The Chechen men depicted in Okhota Beshenogo are savages and criminals, not freedom fighters and not Islamic crusaders. We are told that when the 1994–1996 Chechen conflict broke out Mushmakaev ‘understood nothing about politics’, but instantly realised that ‘in the rising chaos he could easily live out his wildest dreams’ and ‘become a hero for things that had earlier landed him in jail’.58 And his ‘wildest dreams’ for the most part involve raping Russian women. During one raid, […] having seen an attractive [Russian] girl of about fourteen, he began to have his way with her in front of her tightly bound mother: he raped her, then inserted a light-bulb into her and shattered the fragile glass. The girl screamed in pain, after which he pushed the barrel of his pistol up her anus and pulled the trigger.59 Mushmakaev’s gang is called the Mountain Wolves, and every member also enjoys raping Russian women and children before handing them over to Kharon – a Muslim cleric and spiritual guide to the group – to be tortured and killed.60 Dotsenko laments at the end of the novel that the Russian mass media too often afford Mushmakaev and his countrymen the chance to air their views while completely ignoring the fact that ‘these Chechen bandits rape children.’61

In constructing the Chechen Other as a savage rapist, Dotsenko reinforces the inherent superiority of the civilised Russian man. More than this, he employs the accusation of rape in order to brush aside the complex political and historical issues surrounding the Chechen conflict and provide a simple, inarguable justification for the actions of his male heroes: the Russian man must defend the Russian woman and child – and ultimately the Russian nation – from the Chechen threat.
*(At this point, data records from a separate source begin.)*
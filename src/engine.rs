//! The cooperative fixpoint engine.
//!
//! The engine owns every in-flight analysis record, the cache that interns them by
//! `(kind, position)`, the dependency graph between them, and the deduplicating worklist. It runs
//! records' update hooks until quiescence (or an iteration cap), cascades invalidation along
//! required dependency edges, and finally asks every surviving record to manifest its fact, after
//! which the staged IR edits are replayed in one batch.
//!
//! Records are stored in `Option` slots: an update takes its record out of the arena, runs it with
//! full engine access, and puts it back. A record that observes its own slot empty during a query
//! has found a self-cycle and must treat that as a signal to pessimize, never to recurse.

use crate::analysis::AnalysisCache;
use crate::attrs_function::{
    NoFreeAttr, NoRecurseAttr, NoReturnAttr, NoSyncAttr, NoUnwindAttr, WillReturnAttr,
};
use crate::attrs_liveness::{IsDeadAttr, ReachabilityAttr, UndefinedBehaviorAttr};
use crate::attrs_memory::{HeapToStackAttr, MemoryBehaviorAttr, MemoryLocationAttr, PrivatizableAttr};
use crate::attrs_pointer::{AlignAttr, DereferenceableAttr, NoAliasAttr, NoCaptureAttr, NonNullAttr};
use crate::attrs_value::{ReturnedValuesAttr, ValueRangeAttr, ValueSimplifyAttr};
use crate::callgraph::CallGraphUpdater;
use crate::config::CONFIG;
use crate::containers::unordered::{UnorderedMap, UnorderedSet};
use crate::containers::InsertionOrderedSet;
use crate::ir::{Attr, Func, Module, Opcode, Val};
use crate::lattice::{AbstractState, BitSetState, BooleanState, ChangeStatus, DerefState, IncIntState, RangeState};
use crate::log::*;
use crate::position::Position;
use crate::rewriter::RewriteChanges;

/// The analysis a record belongs to.
#[derive(Clone, Copy, PartialEq, Eq, Hash, PartialOrd, Ord, Debug)]
pub enum AttrKind {
    NoUnwind,
    NoSync,
    NoFree,
    NoRecurse,
    WillReturn,
    NoReturn,
    ReturnedValues,
    NoAlias,
    NonNull,
    Dereferenceable,
    Align,
    NoCapture,
    ValueSimplify,
    HeapToStack,
    Privatizable,
    MemoryBehavior,
    MemoryLocation,
    ValueRange,
    IsDead,
    UndefinedBehavior,
    Reachability,
}
//! Positions: the IR locations at which deduced facts apply.
//!
//! A fact never floats free; it is always attached to a function, an argument, a return, a call
//! site, a call-site argument, a call-site return, or an intermediate value. Positions are small
//! copyable keys into the IR, totally ordered and hashable so they can index the engine's record
//! cache.

use crate::ir::{Attr, AttrKindTag, Func, Module, Val};

#[derive(Clone, Copy, PartialEq, Eq, Hash, PartialOrd, Ord, Debug)]
pub enum Position {
    Invalid,
    /// A free-floating intermediate value.
    Float(Val),
    Function(Func),
    /// The returned value of a function.
    Returned(Func),
    /// A call-like instruction, standing for facts about the callee as seen from this site.
    CallSite(Val),
    /// The value a call-like instruction produces.
    CallSiteReturned(Val),
    /// Argument `1` of function `0`.
    Argument(Func, usize),
    /// Argument operand `1` of call-like instruction `0`.
    CallSiteArgument(Val, usize),
}

impl Position {
    /// The value this position names, if it names one. For arguments this is the argument value
    /// itself (the *anchor* is the enclosing function); function and returned positions name no
    /// single value.
    pub fn associated_value(&self, m: &Module) -> Option<Val> {
        match *self {
            Position::Invalid | Position::Function(_) | Position::Returned(_) => None,
            Position::Float(v) => Some(v),
            Position::CallSite(c) | Position::CallSiteReturned(c) => Some(c),
            Position::Argument(f, i) => m.func(f).args.get(i).copied(),
            Position::CallSiteArgument(c, i) => m.call_args(c).get(i).copied(),
        }
    }

    /// The function whose body anchors this position. For call-site positions this is the caller.
    pub fn anchor_func(&self, m: &Module) -> Option<Func> {
        match *self {
            Position::Invalid => None,
            Position::Float(v) => m.parent_func(v),
            Position::Function(f) | Position::Returned(f) | Position::Argument(f, _) => Some(f),
            Position::CallSite(c)
            | Position::CallSiteReturned(c)
            | Position::CallSiteArgument(c, _) => m.parent_func(c),
        }
    }

    /// The function the fact is *about*. For call-site positions this is the direct callee, when
    /// there is one.
    pub fn callee_func(&self, m: &Module) -> Option<Func> {
        match *self {
            Position::Function(f) | Position::Returned(f) | Position::Argument(f, _) => Some(f),
            Position::CallSite(c)
            | Position::CallSiteReturned(c)
            | Position::CallSiteArgument(c, _) => m.callee_of(c),
            _ => None,
        }
    }

    pub fn arg_index(&self) -> Option<usize> {
        match *self {
            Position::Argument(_, i) | Position::CallSiteArgument(_, i) => Some(i),
            _ => None,
        }
    }

    /// The instruction that serves as the program point for context-sensitive reasoning
    /// (must-be-executed walks): the call for call-site positions, the instruction itself for
    /// floating instruction values, and the first instruction of the entry block for arguments.
    pub fn context_inst(&self, m: &Module) -> Option<Val> {
        match *self {
            Position::Float(v) => m.inst(v).map(|_| v),
            Position::CallSite(c)
            | Position::CallSiteReturned(c)
            | Position::CallSiteArgument(c, _) => Some(c),
            Position::Argument(f, _) | Position::Function(f) => m
                .entry_block(f)
                .and_then(|b| m.insts_of(b).next()),
            _ => None,
        }
    }

    pub fn is_call_site_position(&self) -> bool {
        matches!(
            self,
            Position::CallSite(_)
                | Position::CallSiteReturned(_)
                | Position::CallSiteArgument(_, _)
        )
    }

    /// The canonical sequence of coarser positions whose facts subsume facts at this position.
    /// The sequence starts with the position itself. A call-site return yields the callee's
    /// returned and function positions, and the callee's `returned`-attributed arguments.
    pub fn subsuming(&self, m: &Module) -> Vec<Position> {
        let mut out = vec![*self];
        match *self {
            Position::CallSiteArgument(c, i) => {
                if let Some(callee) = m.callee_of(c) {
                    if i < m.func(callee).ty.params.len() {
                        out.push(Position::Argument(callee, i));
                    }
                }
            }
            Position::CallSite(c) => {
                if let Some(callee) = m.callee_of(c) {
                    out.push(Position::Function(callee));
                }
            }
            Position::CallSiteReturned(c) => {
                if let Some(callee) = m.callee_of(c) {
                    out.push(Position::Returned(callee));
                    out.push(Position::Function(callee));
                    for (i, attrs) in m.func(callee).arg_attrs.iter().enumerate() {
                        if attrs.has(AttrKindTag::Returned) {
                            out.push(Position::Argument(callee, i));
                        }
                    }
                }
            }
            Position::Returned(f) => {
                out.push(Position::Function(f));
            }
            _ => {}
        }
        out
    }

    /// IR attributes present directly at this position (no subsumption walk).
    pub fn direct_attrs<'m>(&self, m: &'m Module) -> Option<&'m crate::ir::AttrSet> {
        match *self {
            Position::Function(f) => Some(&m.func(f).fn_attrs),
            Position::Returned(f) => Some(&m.func(f).ret_attrs),
            Position::Argument(f, i) => m.func(f).arg_attrs.get(i),
            Position::CallSite(c) => m
                .inst(c)
                .and_then(|inst| inst.call_attrs.as_deref())
                .map(|a| &a.fn_attrs),
            Position::CallSiteReturned(c) => m
                .inst(c)
                .and_then(|inst| inst.call_attrs.as_deref())
                .map(|a| &a.ret_attrs),
            Position::CallSiteArgument(c, i) => m
                .inst(c)
                .and_then(|inst| inst.call_attrs.as_deref())
                .and_then(|a| a.arg_attrs.get(i)),
            Position::Invalid | Position::Float(_) => None,
        }
    }

    /// All IR-level attributes of the given kinds visible at this position, walking the subsuming
    /// sequence from most specific to least.
    pub fn attrs_at(&self, m: &Module, kinds: &[AttrKindTag]) -> Vec<Attr> {
        let mut out = vec![];
        for pos in self.subsuming(m) {
            if let Some(set) = pos.direct_attrs(m) {
                for &kind in kinds {
                    if let Some(attr) = set.get(kind) {
                        out.push(attr);
                    }
                }
            }
        }
        out
    }

    pub fn has_attr(&self, m: &Module, kind: AttrKindTag) -> bool {
        !self.attrs_at(m, &[kind]).is_empty()
    }

    /// Human-readable rendering, for diagnostics and trace logging.
    pub fn describe(&self, m: &Module) -> String {
        match *self {
            Position::Invalid => "invalid".to_owned(),
            Position::Float(v) => format!("value {:?}", v),
            Position::Function(f) => format!("fn @{}", m.func(f).name),
            Position::Returned(f) => format!("ret of @{}", m.func(f).name),
            Position::CallSite(c) => format!("call site {:?}", c),
            Position::CallSiteReturned(c) => format!("ret of call site {:?}", c),
            Position::Argument(f, i) => format!("arg #{} of @{}", i, m.func(f).name),
            Position::CallSiteArgument(c, i) => format!("arg #{} of call site {:?}", i, c),
        }
    }
}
However, there is an internal contradiction between these two functions that the Chechen Other performs in Dotsenko’s novels: if the Russian male is superior to the Chechen then why hasn’t the former prevented the latter from raping Russian women and children? That is to say, Dotsenko employs accusations of rape to demonise the Chechen Other and stand him in opposition to the heroic Russian male, but at the same time the fact of the rapes’ occurrence implies that the Russian male has failed in his duty to protect the Russian woman or child. This contradiction is, I would argue, yet another manifestation of the anxiety that emerges from Dotsenko’s attempt to reconstruct post-Soviet Russian masculinity in his boevik novels: it is an anxiety that emerges from the intersection of several discourses – political, ethnic, gender – that make different demands.


In his series of boevik novels, Viktor Dotsenko reconstructs Russian masculinity along very different axes to those employed in Soviet-era detektiv literature. Rather than defining an approved form of masculinity through service to the State, Dotsenko’s masculine ideal encompasses self-reliance and autonomy, camaraderie, virile heterosexuality, ethnic Russianness. At the same time, I have argued that the novels also betray certain anxieties about these traits: about the limits of autonomous power, about the relationships between men and women, about the suspicions of homosexuality that lurk in the shadow of male camaraderie, and about the threats posed by the ethnic Other.

This leads us to wonder at the ultimate locus of these anxieties. They are certainly not limited to masculinities (or more broadly, gender), but rather cut across several axes along which identity is organised, including sexuality and ethnicity. Perhaps they could best be understood as a manifestation of a more general disorientation following the Soviet Union’s collapse, which has left Russians to reconstruct their identities within a shifting discursive landscape that lacks the Soviet ‘anchor’ of officially approved (and coercively enforced) norms. And Russian detektiv in general, as one of the most popular cultural phenomena of the post-Soviet period, is an important forum for this reconstructive project.